With this we can make some specific methods for a “lahman_ref” object. For example, we can define a print method like so:
print.lahman_ref <- function(x, ...) {
len <- length(names(x))
cli_h1("# Lahman reference - {len} tables")
cli_li(paste("{.strong tables:}", paste(names(x), collapse = ", ")))
invisible(x)
}Now we can see a summary of our Lahman data model when we print the object.
lahman
── # Lahman reference - 28 tables ──────────────────────────────────────────────
• tables: AllstarFull, Appearances, AwardsManagers, AwardsPlayers,
AwardsManagers, AwardsShareManagers, Batting, BattingPost, CollegePlaying,
Fielding, FieldingOF, FieldingOFsplit, FieldingPost, HallOfFame, HomeGames,
LahmanData, Managers, ManagersHalf, Parks, People, Pitching, PitchingPost,
Salaries, Schools, SeriesPost, Teams, TeamsFranchises, TeamsHalf
And we can see that this print is being done by the method we defined.
library(sloop)
s3_dispatch(print(lahman))=> print.lahman_ref
print.list
* print.default
4.3 Building efficient analytic pipelines
4.3.1 The risk of “clean” R code
Following on from the above approach, we might think it is a good idea to make another function addBirthYear(). We can then use it along with our addBirthCountry() to get a summarised average salary by birth country and birth year.

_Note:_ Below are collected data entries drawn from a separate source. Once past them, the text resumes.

use std::sync::Arc;

use async_trait::async_trait;

use brandkit_agent::{ProgressReporter, ProgressUpdate, SinkError};

use super::broker::JobBroker;
use super::types::JobId;

/// Writes agent-run progress into the owning job record.
#[derive(Clone)]
pub struct BrokerProgressReporter {
    broker: Arc<dyn JobBroker>,
    job_id: JobId,
}

impl BrokerProgressReporter {
    pub fn new(broker: Arc<dyn JobBroker>, job_id: JobId) -> Self {
        Self { broker, job_id }
    }
}

#[async_trait]
impl ProgressReporter for BrokerProgressReporter {
    async fn report(&self, update: ProgressUpdate) -> Result<(), SinkError> {
        self.broker
            .update_progress(&self.job_id, &update)
            .await
            .map_err(|e| SinkError::new("job progress", e.to_string()))
    }
}

#[cfg(test)]
mod tests {
    use super::*;
    use crate::jobs::broker::InMemoryJobBroker;
    use crate::jobs::registry::Queue;
    use crate::jobs::types::Job;

    #[tokio::test]
    async fn reports_land_on_the_job() {
        let broker = InMemoryJobBroker::arc();
        let id = JobId::from("brand-wizard-1");
        broker
            .enqueue(Job::new(id.clone(), Queue::BrandWizard, serde_json::json!({}), 1))
            .await
            .unwrap();

        let reporter = BrokerProgressReporter::new(broker.clone(), id.clone());
        reporter
            .report(ProgressUpdate::percent(30).with_tool("searchWeb"))
            .await
            .unwrap();

        let job = broker.get(&id).await.unwrap().unwrap();
        assert_eq!(job.progress, 30);
        assert_eq!(job.last_tool.as_deref(), Some("searchWeb"));
    }

    #[tokio::test]
    async fn missing_job_is_a_sink_error() {
        let reporter = BrokerProgressReporter::new(InMemoryJobBroker::arc(), JobId::from("gone"));
        let err = reporter.report(ProgressUpdate::percent(10)).await.unwrap_err();
        assert_eq!(err.sink, "job progress");
    }
}
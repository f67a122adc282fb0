//! Outbound webhook delivery.
//!
//! - Subscribers are looked up per user and event through `WebhookStore`
//! - Bodies are `{event, timestamp, data}`, signed with the config's secret
//! - Up to three attempts per subscriber with doubling backoff; every attempt
//!   is written to the audit trail before the next one starts
//! - Delivery never fails the caller

pub mod engine;
pub mod model;
pub mod postgres;
pub mod signing;
pub mod store;
pub mod transport;

pub use engine::{MAX_ATTEMPTS, TEST_EVENT, WebhookEngine, WebhookSettings};
pub use model::{DeliveryRecord, DeliverySummary, VerifyOutcome, WebhookConfig};
pub use postgres::PostgresWebhookStore;
pub use signing::{sign, signature_header, verify_signature};
pub use store::{InMemoryWebhookStore, WebhookStore, WebhookStoreError};
pub use transport::{
    ReqwestTransport, TransportError, TransportResponse, WebhookRequest, WebhookTransport,
};
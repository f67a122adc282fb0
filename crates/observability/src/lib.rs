//! Process-wide tracing setup shared by every brandkit binary.

/// Initialize tracing/logging for the process.
///
/// Safe to call multiple times; subsequent calls are no-ops.
pub fn init() {
    tracing::init();
}

/// Subscriber configuration (filters, output format).
pub mod tracing;
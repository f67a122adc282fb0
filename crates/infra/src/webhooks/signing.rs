//! HMAC-SHA256 request signing.
//!
//! The header value is `sha256=<lowercase hex>` computed over the exact body
//! bytes that are sent.

use hmac::digest::InvalidLength;
use hmac::{Hmac, Mac};
use sha2::Sha256;

type HmacSha256 = Hmac<Sha256>;

pub const SIGNATURE_PREFIX: &str = "sha256=";

/// Hex HMAC-SHA256 of `body` under `secret`.
pub fn sign(secret: &str, body: &[u8]) -> Result<String, InvalidLength> {
    let mut mac = HmacSha256::new_from_slice(secret.as_bytes())?;
    mac.update(body);
    Ok(hex::encode(mac.finalize().into_bytes()))
}

/// Full `X-Signature` header value.
pub fn signature_header(secret: &str, body: &[u8]) -> Result<String, InvalidLength> {
    Ok(format!("{SIGNATURE_PREFIX}{}", sign(secret, body)?))
}

/// Check a received `X-Signature` header. Comparison is constant-time.
pub fn verify_signature(secret: &str, body: &[u8], header: &str) -> bool {
    let Some(hex_sig) = header.strip_prefix(SIGNATURE_PREFIX) else {
        return false;
    };
    let Ok(expected) = hex::decode(hex_sig) else {
        return false;
    };
    let Ok(mut mac) = HmacSha256::new_from_slice(secret.as_bytes()) else {
        return false;
    };
    mac.update(body);
    mac.verify_slice(&expected).is_ok()
}

#[cfg(test)]
mod tests {
    use super::*;

    #[test]
    fn known_vector() {
        // RFC 4231 test case 2.
        let sig = sign("Jefe", b"what do ya want for nothing?").unwrap();
        assert_eq!(
            sig,
            "5bdcc146bf60754e6a042426089575c75a003f089d2739839dec58b964ec3843"
        );
    }

    #[test]
    fn header_round_trips_through_verify() {
        let body = br#"{"event":"brand.created","timestamp":"2024-05-01T12:30:00.000Z","data":{}}"#;
        let header = signature_header("whsec_1", body).unwrap();

        assert!(header.starts_with("sha256="));
        assert!(verify_signature("whsec_1", body, &header));
        assert!(!verify_signature("whsec_2", body, &header));
        assert!(!verify_signature("whsec_1", b"tampered", &header));
    }

    #[test]
    fn malformed_headers_are_rejected() {
        assert!(!verify_signature("s", b"x", "md5=abc"));
        assert!(!verify_signature("s", b"x", "sha256=not-hex"));
        assert!(!verify_signature("s", b"x", "sha256="));
    }
}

addBirthYear <- function(lahmanTbl){
lahmanTbl |>
left_join(
lahman$People |>
select("playerID", "birthYear"),
by = "playerID"
)
}
lahman$Salaries |>
addBirthCountry() |>
addBirthYear() |>
group_by(birthCountry, birthYear) |>
summarise(average_salary = mean(salary), .groups = "drop")# Source: SQL [?? x 3]
# Database: DuckDB 1.4.1 [unknown@Linux 6.11.0-1018-azure:R 4.4.1/:memory:]
birthCountry birthYear average_salary
<chr> <int> <dbl>
1 USA 1966 1761151.
2 Venezuela 1974 4269365.
3 D.R. 1984 2924854.
4 Mexico 1982 1174912.
5 Panama 1981 555833.
6 USA 1978 3133596.
7 P.R. 1959 297786.
8 USA 1961 811250.
9 USA 1990 728740.
10 USA 1950 625076.
# ℹ more rows
Although the R code looks fine, when we look at the SQL we can see that our query has two joins to the People table. One join gets information on the birth country and the other on the birth year.
<SQL>
SELECT birthCountry, birthYear, AVG(salary) AS average_salary
FROM (
SELECT
Salaries.*,
"People...2".birthCountry AS birthCountry,
"People...3".birthYear AS birthYear
FROM Salaries
LEFT JOIN People "People...2"
ON (Salaries.playerID = "People...2".playerID)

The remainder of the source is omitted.